§ **Work item**:
Return each line of the records below that contains the word "target".

[Records from a data source]
━━━━━━━━━━━━━━━━━━━━━━━━━━━━━━
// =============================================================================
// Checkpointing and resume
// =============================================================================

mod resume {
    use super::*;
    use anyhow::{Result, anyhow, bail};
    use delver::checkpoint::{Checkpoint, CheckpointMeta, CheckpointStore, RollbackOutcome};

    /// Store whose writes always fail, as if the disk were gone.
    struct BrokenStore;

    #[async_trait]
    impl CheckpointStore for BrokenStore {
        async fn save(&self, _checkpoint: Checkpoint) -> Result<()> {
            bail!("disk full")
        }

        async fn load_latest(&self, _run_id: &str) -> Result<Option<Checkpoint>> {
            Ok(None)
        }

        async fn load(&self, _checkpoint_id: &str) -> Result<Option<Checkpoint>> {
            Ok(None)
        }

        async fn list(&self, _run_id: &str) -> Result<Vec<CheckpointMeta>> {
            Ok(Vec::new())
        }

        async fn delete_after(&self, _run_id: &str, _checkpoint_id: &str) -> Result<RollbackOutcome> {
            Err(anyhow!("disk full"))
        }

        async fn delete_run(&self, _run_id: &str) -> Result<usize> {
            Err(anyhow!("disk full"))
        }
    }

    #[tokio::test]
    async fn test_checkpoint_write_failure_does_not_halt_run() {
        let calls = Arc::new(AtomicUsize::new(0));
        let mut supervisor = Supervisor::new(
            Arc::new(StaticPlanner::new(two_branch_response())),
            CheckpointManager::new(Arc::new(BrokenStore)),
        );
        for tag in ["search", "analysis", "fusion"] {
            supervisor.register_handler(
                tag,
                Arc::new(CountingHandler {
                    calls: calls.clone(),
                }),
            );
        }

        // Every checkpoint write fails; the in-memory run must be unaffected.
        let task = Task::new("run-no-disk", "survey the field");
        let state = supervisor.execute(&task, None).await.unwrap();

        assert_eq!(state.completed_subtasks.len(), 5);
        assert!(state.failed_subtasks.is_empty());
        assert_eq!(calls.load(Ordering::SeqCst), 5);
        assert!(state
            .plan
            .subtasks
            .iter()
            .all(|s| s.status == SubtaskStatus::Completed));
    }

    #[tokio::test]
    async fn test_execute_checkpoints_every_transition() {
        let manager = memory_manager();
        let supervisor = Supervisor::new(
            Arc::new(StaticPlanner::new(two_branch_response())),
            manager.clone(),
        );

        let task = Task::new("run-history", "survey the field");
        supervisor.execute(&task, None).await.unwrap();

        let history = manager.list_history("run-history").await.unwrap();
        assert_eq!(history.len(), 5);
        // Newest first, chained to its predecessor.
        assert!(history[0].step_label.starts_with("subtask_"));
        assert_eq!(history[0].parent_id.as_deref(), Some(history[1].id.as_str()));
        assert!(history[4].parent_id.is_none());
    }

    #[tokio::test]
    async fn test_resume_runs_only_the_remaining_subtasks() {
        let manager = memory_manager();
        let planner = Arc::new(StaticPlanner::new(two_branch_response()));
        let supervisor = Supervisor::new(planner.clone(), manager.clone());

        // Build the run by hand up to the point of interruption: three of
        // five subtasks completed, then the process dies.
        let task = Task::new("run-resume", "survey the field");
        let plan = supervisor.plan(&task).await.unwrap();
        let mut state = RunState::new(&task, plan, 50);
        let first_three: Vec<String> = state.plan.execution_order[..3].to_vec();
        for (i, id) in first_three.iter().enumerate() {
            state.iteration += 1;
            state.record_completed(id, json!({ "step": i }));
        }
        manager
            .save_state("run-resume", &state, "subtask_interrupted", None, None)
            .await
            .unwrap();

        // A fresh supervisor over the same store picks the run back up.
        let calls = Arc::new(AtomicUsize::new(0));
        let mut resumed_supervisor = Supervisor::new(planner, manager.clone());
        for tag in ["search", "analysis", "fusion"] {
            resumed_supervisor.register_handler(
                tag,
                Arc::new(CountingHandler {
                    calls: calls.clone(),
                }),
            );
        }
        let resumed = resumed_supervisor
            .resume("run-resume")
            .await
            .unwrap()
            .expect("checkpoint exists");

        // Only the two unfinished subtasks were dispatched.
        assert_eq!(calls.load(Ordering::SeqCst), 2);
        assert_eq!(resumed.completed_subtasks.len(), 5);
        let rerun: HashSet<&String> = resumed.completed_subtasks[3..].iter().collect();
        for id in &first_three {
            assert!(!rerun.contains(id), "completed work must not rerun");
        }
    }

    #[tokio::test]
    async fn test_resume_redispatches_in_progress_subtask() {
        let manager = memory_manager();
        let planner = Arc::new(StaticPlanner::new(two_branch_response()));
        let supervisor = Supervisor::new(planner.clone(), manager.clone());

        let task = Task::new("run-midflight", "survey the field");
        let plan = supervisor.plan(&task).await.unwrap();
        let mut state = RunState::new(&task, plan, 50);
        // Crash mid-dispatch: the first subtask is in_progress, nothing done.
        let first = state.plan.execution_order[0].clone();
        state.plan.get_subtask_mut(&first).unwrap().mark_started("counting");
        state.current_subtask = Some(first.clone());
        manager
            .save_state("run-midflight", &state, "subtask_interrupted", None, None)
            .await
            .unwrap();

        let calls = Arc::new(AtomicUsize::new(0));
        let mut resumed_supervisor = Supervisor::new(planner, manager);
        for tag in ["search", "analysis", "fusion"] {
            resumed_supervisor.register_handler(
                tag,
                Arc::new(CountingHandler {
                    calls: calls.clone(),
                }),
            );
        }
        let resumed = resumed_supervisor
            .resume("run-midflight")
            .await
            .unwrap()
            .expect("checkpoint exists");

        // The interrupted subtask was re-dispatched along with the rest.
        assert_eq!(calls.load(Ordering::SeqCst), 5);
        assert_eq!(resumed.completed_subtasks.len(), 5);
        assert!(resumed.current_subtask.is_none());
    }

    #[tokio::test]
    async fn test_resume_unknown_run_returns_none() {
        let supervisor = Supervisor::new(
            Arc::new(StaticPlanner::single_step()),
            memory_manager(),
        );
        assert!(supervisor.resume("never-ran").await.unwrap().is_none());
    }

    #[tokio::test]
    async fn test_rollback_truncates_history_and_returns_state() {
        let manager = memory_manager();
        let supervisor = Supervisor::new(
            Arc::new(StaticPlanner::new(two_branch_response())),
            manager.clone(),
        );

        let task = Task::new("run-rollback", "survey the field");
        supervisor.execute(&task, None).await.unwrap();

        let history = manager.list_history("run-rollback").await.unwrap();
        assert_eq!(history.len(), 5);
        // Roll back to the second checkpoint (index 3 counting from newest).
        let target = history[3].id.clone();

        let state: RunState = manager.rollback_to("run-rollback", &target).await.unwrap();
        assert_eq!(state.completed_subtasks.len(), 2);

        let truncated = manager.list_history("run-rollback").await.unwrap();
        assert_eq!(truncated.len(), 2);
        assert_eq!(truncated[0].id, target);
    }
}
━━━━━━━━━━━━━━━━━━━━━━━━━━━━━━
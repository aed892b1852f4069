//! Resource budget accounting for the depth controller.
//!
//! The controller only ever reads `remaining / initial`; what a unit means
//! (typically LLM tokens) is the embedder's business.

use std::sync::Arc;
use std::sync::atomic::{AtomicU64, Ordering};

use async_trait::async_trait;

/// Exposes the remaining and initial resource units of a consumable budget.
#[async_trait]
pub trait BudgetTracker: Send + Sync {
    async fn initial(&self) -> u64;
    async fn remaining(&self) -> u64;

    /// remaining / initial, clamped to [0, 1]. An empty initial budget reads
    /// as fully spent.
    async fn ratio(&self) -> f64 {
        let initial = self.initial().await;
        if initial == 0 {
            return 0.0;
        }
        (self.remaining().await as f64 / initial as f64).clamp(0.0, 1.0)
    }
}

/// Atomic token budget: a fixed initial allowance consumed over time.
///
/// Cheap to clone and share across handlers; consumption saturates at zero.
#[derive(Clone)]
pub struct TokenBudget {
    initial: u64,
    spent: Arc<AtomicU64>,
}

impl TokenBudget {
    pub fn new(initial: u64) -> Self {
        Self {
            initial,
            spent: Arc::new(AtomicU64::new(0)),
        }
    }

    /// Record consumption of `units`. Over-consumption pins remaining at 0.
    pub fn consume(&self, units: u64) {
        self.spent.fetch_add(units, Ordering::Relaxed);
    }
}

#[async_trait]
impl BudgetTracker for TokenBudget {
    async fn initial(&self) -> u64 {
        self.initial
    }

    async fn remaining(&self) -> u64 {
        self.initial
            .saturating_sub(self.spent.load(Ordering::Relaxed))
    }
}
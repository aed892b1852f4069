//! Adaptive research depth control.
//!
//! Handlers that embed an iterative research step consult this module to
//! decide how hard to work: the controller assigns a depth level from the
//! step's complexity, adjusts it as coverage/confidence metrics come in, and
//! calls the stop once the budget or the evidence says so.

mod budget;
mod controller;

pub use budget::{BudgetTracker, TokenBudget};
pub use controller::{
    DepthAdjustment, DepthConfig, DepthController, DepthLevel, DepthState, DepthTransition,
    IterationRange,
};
━━━━━━━━━━━━━━━━━━━━━━━━━━━━━━
§ **Reply to the task**:
        let target = history[3].id.clone();
        let state: RunState = manager.rollback_to("run-rollback", &target).await.unwrap();
        assert_eq!(truncated[0].id, target);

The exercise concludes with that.